Revell Snaptite Ford Expedition

Susan Carter and Dominique Sanmarco

I'm grandma Susan and I decided to help my 7-year-old grandson, Dominique, build his first model.

First we reviewed the directions, rounded up a sprue cutter, Phillips screwdriver, some scissors for cutting the plastic bag, and a pair of tweezers.

Steps one through twelve went fairly quickly with me supervising where to put the sprue cutter to cut off the parts but we just wiggled some of them off in areas where it was too difficult to cut. Dominique really got good at doing that, even suggesting wiggling them off instead. He was just dexterous enough to be able, with some guidance, to snip off a lot of the parts.

In step one the seats did not fit together very well, showing some gaps at the headrest, but all parts were good enough to fit together collectively. In step four the side panels did not want to stay against the floor but went in OK when you put the tabs at the front by the lip of the interior floor.

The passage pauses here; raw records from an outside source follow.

//! Synthetic input for headless runs
//!
//! Produces interleaved stereo fragments the same shape a capture callback
//! delivers, so the downmix and locking paths get exercised without a device.

use std::f32::consts::TAU;

/// Sine tone with a slow amplitude swell
#[derive(Debug, Clone)]
pub struct ToneSource {
    freq: f32,
    sample_rate: f32,
    amplitude: f32,
    /// Samples per full swell cycle (0 = steady)
    swell_samples: u64,
    phase: f32,
    /// Samples produced so far
    count: u64,
}

impl ToneSource {
    pub fn new(freq: f32, sample_rate: u32) -> Self {
        Self {
            freq,
            sample_rate: sample_rate.max(1) as f32,
            amplitude: 0.5,
            swell_samples: 0,
            phase: 0.0,
            count: 0,
        }
    }

    pub fn with_amplitude(mut self, amplitude: f32) -> Self {
        self.amplitude = amplitude.clamp(0.0, 1.0);
        self
    }

    pub fn with_swell(mut self, period_secs: f32) -> Self {
        self.swell_samples = (period_secs.max(0.0) * self.sample_rate) as u64;
        self
    }

    /// Next `frames` stereo frames, interleaved L/R
    pub fn next_fragment(&mut self, frames: usize) -> Vec<f32> {
        let step = TAU * self.freq / self.sample_rate;
        let mut out = Vec::with_capacity(frames * 2);

        for _ in 0..frames {
            let s = self.phase.sin() * self.amplitude * self.swell();
            out.push(s);
            out.push(s);

            self.phase = (self.phase + step) % TAU;
            self.count += 1;
        }

        out
    }

    /// Envelope in [0, 1] at the current sample
    fn swell(&self) -> f32 {
        if self.swell_samples == 0 {
            return 1.0;
        }
        let t = (self.count % self.swell_samples) as f32 / self.swell_samples as f32;
        0.5 - 0.5 * (TAU * t).cos()
    }
}

#[cfg(test)]
mod tests {
    use super::*;

    #[test]
    fn test_fragment_is_interleaved_stereo() {
        let mut tone = ToneSource::new(440.0, 44_100);
        let fragment = tone.next_fragment(128);
        assert_eq!(fragment.len(), 256);
        assert!(fragment.chunks_exact(2).all(|f| f[0] == f[1]));
        assert!(fragment.iter().all(|s| s.abs() <= 0.5));
    }

    #[test]
    fn test_swell_starts_silent() {
        let mut tone = ToneSource::new(440.0, 44_100)
            .with_amplitude(1.0)
            .with_swell(4.0);
        let fragment = tone.next_fragment(8);
        assert!(fragment.iter().all(|s| s.abs() < 1e-3));
    }

    #[test]
    fn test_swell_keeps_moving_on_long_runs() {
        let mut tone = ToneSource::new(440.0, 44_100).with_swell(4.0);
        // Ten minutes in, where an f32 seconds clock has stopped advancing
        tone.count = 600 * 44_100;
        assert!(tone.swell() < 1e-3);

        tone.next_fragment(2 * 44_100);
        assert!(tone.swell() > 0.999);

        tone.next_fragment(44_100);
        assert!((tone.swell() - 0.5).abs() < 1e-3);
    }
}
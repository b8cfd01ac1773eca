//! Tile grid levels
//!
//! A level is a fixed 80x45 grid of tiles parsed from newline-delimited ASCII.
//! Parsing never fails: short input is padded with empty tiles and anything
//! past the grid is ignored.

use std::path::PathBuf;

use serde::{Deserialize, Serialize};

use crate::consts::{GRID_COLS, GRID_ROWS};
use crate::error::{Error, Result};

/// Tile alphabet
#[derive(Debug, Clone, Copy, PartialEq, Eq, Default, Serialize, Deserialize)]
pub enum TileKind {
    #[default]
    Empty,
    /// Solid wall (`O`)
    Wall,
    /// Scores for player one (`X`)
    LeftGoal,
    /// Scores for player two (`Y`)
    RightGoal,
    /// Drawn only (`a`)
    Decor,
    /// Sends the ball back to spawn (`!`)
    Reset,
}

impl TileKind {
    /// Unknown symbols are empty
    pub fn from_symbol(c: char) -> Self {
        match c {
            'O' => TileKind::Wall,
            'X' => TileKind::LeftGoal,
            'Y' => TileKind::RightGoal,
            'a' => TileKind::Decor,
            '!' => TileKind::Reset,
            _ => TileKind::Empty,
        }
    }

    pub fn symbol(&self) -> char {
        match self {
            TileKind::Empty => '.',
            TileKind::Wall => 'O',
            TileKind::LeftGoal => 'X',
            TileKind::RightGoal => 'Y',
            TileKind::Decor => 'a',
            TileKind::Reset => '!',
        }
    }

    /// Whether a path trace ends on this tile
    pub fn stops_ball(&self) -> bool {
        matches!(
            self,
            TileKind::Wall | TileKind::LeftGoal | TileKind::RightGoal | TileKind::Reset
        )
    }
}

/// An immutable tile grid
#[derive(Debug, Clone, PartialEq, Eq)]
pub struct Level {
    name: String,
    /// Row-major, GRID_COLS * GRID_ROWS entries
    tiles: Vec<TileKind>,
}

impl Default for Level {
    fn default() -> Self {
        Self::empty("empty")
    }
}

impl Level {
    /// A level with nothing in it
    pub fn empty(name: &str) -> Self {
        Self {
            name: name.to_string(),
            tiles: vec![TileKind::Empty; GRID_COLS * GRID_ROWS],
        }
    }

    /// Parse a level description, bounded to the grid
    pub fn parse(name: &str, text: &str) -> Self {
        let mut level = Self::empty(name);
        for (row, line) in text.lines().take(GRID_ROWS).enumerate() {
            let line = line.strip_suffix('\r').unwrap_or(line);
            for (col, c) in line.chars().take(GRID_COLS).enumerate() {
                level.tiles[row * GRID_COLS + col] = TileKind::from_symbol(c);
            }
        }
        level
    }

    pub fn name(&self) -> &str {
        &self.name
    }

    #[inline]
    pub fn in_bounds(col: i32, row: i32) -> bool {
        col >= 0 && row >= 0 && (col as usize) < GRID_COLS && (row as usize) < GRID_ROWS
    }

    /// Tile at a cell, `Empty` outside the grid
    #[inline]
    pub fn tile_at(&self, col: i32, row: i32) -> TileKind {
        if Self::in_bounds(col, row) {
            self.tiles[row as usize * GRID_COLS + col as usize]
        } else {
            TileKind::Empty
        }
    }

    /// Place a tile (test and editor helper), ignored outside the grid
    pub fn set_tile(&mut self, col: i32, row: i32, kind: TileKind) {
        if Self::in_bounds(col, row) {
            self.tiles[row as usize * GRID_COLS + col as usize] = kind;
        }
    }

    pub fn count(&self, kind: TileKind) -> usize {
        self.tiles.iter().filter(|&&t| t == kind).count()
    }

    /// Back to text, one row per line
    pub fn to_text(&self) -> String {
        let mut out = String::with_capacity((GRID_COLS + 1) * GRID_ROWS);
        for row in self.tiles.chunks_exact(GRID_COLS) {
            out.extend(row.iter().map(|t| t.symbol()));
            out.push('\n');
        }
        out
    }
}

/// Where level descriptions come from
pub trait LevelSource {
    fn load(&self, name: &str) -> Result<Level>;
}

const MULTI_LEVEL: &str = include_str!("../levels/multi.lvl");
const BORDER_LEVEL: &str = include_str!("../levels/border.lvl");

/// The levels shipped with the crate
#[derive(Debug, Clone, Copy, Default)]
pub struct BuiltinLevels;

impl LevelSource for BuiltinLevels {
    fn load(&self, name: &str) -> Result<Level> {
        let text = match name {
            "multi" => MULTI_LEVEL,
            "border" => BORDER_LEVEL,
            _ => return Err(Error::LevelNotFound(name.to_string())),
        };
        Ok(Level::parse(name, text))
    }
}

/// Levels read from `<dir>/<name>.lvl`, falling back to the built-in set
#[derive(Debug, Clone)]
pub struct LevelDir {
    dir: PathBuf,
}

impl LevelDir {
    pub fn new(dir: impl Into<PathBuf>) -> Self {
        Self { dir: dir.into() }
    }

    pub fn path_for(&self, name: &str) -> PathBuf {
        self.dir.join(format!("{}.lvl", name))
    }
}

impl LevelSource for LevelDir {
    fn load(&self, name: &str) -> Result<Level> {
        let path = self.path_for(name);
        match std::fs::read_to_string(&path) {
            Ok(text) => {
                log::info!("Loaded level {} from {}", name, path.display());
                Ok(Level::parse(name, &text))
            }
            Err(e) if e.kind() == std::io::ErrorKind::NotFound => {
                log::debug!("{} missing, trying built-in level", path.display());
                BuiltinLevels.load(name)
            }
            Err(source) => Err(Error::Io { path, source }),
        }
    }
}

#[cfg(test)]
mod tests {
    use super::*;

    #[test]
    fn test_parse_places_tiles() {
        let level = Level::parse("t", "O.X\n.Y!\n..a\n");
        assert_eq!(level.tile_at(0, 0), TileKind::Wall);
        assert_eq!(level.tile_at(2, 0), TileKind::LeftGoal);
        assert_eq!(level.tile_at(1, 1), TileKind::RightGoal);
        assert_eq!(level.tile_at(2, 1), TileKind::Reset);
        assert_eq!(level.tile_at(2, 2), TileKind::Decor);
        assert_eq!(level.tile_at(5, 5), TileKind::Empty);
    }

    #[test]
    fn test_out_of_range_is_empty() {
        let mut level = Level::empty("t");
        level.set_tile(79, 44, TileKind::Wall);
        assert_eq!(level.tile_at(79, 44), TileKind::Wall);
        assert_eq!(level.tile_at(80, 44), TileKind::Empty);
        assert_eq!(level.tile_at(79, 45), TileKind::Empty);
        assert_eq!(level.tile_at(-1, 0), TileKind::Empty);
        assert_eq!(level.tile_at(0, i32::MIN), TileKind::Empty);
    }

    #[test]
    fn test_oversized_input_is_bounded() {
        let wide_row = "O".repeat(120);
        let text = std::iter::repeat_n(wide_row.as_str(), 60)
            .collect::<Vec<_>>()
            .join("\n");
        let level = Level::parse("big", &text);
        assert_eq!(level.count(TileKind::Wall), GRID_COLS * GRID_ROWS);
    }

    #[test]
    fn test_truncated_input_is_padded() {
        let level = Level::parse("short", "OOOO\r\nXX");
        assert_eq!(level.count(TileKind::Wall), 4);
        assert_eq!(level.count(TileKind::LeftGoal), 2);
        assert_eq!(level.tile_at(4, 0), TileKind::Empty);
        assert_eq!(level.count(TileKind::Empty), GRID_COLS * GRID_ROWS - 6);
    }

    #[test]
    fn test_text_roundtrip() {
        let level = BuiltinLevels.load("multi").unwrap();
        assert_eq!(Level::parse("multi", &level.to_text()), level);
    }

    #[test]
    fn test_builtin_levels() {
        let multi = BuiltinLevels.load("multi").unwrap();
        assert!(multi.count(TileKind::LeftGoal) > 0);
        assert!(multi.count(TileKind::RightGoal) > 0);
        assert!(multi.count(TileKind::Reset) > 0);
        // Spawn cell must be free
        assert_eq!(multi.tile_at(40, 30), TileKind::Empty);

        let border = BuiltinLevels.load("border").unwrap();
        assert_eq!(border.count(TileKind::LeftGoal), 0);
        assert_eq!(border.count(TileKind::RightGoal), 0);

        assert!(matches!(
            BuiltinLevels.load("nope"),
            Err(Error::LevelNotFound(_))
        ));
    }

    #[test]
    fn test_level_dir_falls_back_to_builtin() {
        let source = LevelDir::new("/nonexistent/levels");
        let level = source.load("border").unwrap();
        assert_eq!(level.name(), "border");
        assert!(source.load("nope").is_err());
    }
}
use serde::{Deserialize, Serialize};

/// A CRM category option. `value` always mirrors `label`.
#[derive(Debug, Clone, PartialEq, Serialize, Deserialize)]
pub struct NormalizedCategory {
    pub id: String,
    pub label: String,
    pub value: String,
    pub color: String,
}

We put the dashboard sticker in together; I held it with tweezers while my grandson held the steering column down, so that I could lay it in that area. The dashboard fitting was easy once we tilted it the correct way, and it snapped in with no trouble.

Step seven saw us putting the rear taillights in; they fit much better when you make sure that if you wiggle the parts from the sprue, you also take the sprue cutters and straighten the edges so that they just pop in place.

It was really fun to pop in the windows; Dominique had no difficulty lining up the large holes to the tabs. Step nine was snapping the completed interior into the body; again no problem.

Step ten was the fun assembly of taking the chrome hubcaps off the sprue and putting them in the rubber tires; some care must be taken to get them all the way in the tire, and then the metal axle followed. He had no problem with fitting the axle through the chassis and putting the opposite tire on the axle. Whee! It's now on wheels!

Step eleven was putting the front bumper on; having to look at the shape and not putting it on upside down, and the fun of lining it up and on the guide holes. At this point, when you turned the instructions over to go to step thirteen, it goes back to step ten!

This is where you need an adult; we figured out where the screws went in, and talked about how the center screw held the floor and the chassis together, and the two front screws held the body and the chassis together.
Finishing was the rear bumper, front grille, and the side mirrors; after demonstrating the shape of the tab to the slot, Dommy had no problem fitting them in. The roof racks were a cinch after that (however, Grandma Susan did cut them off the sprue as Dom got a little excited about having only two more parts, and I was afraid he might snip right through the rack supports).

The assembly took about 45 minutes. Grandpa David and Dom will complete the model tomorrow by putting the flame stickers on the body.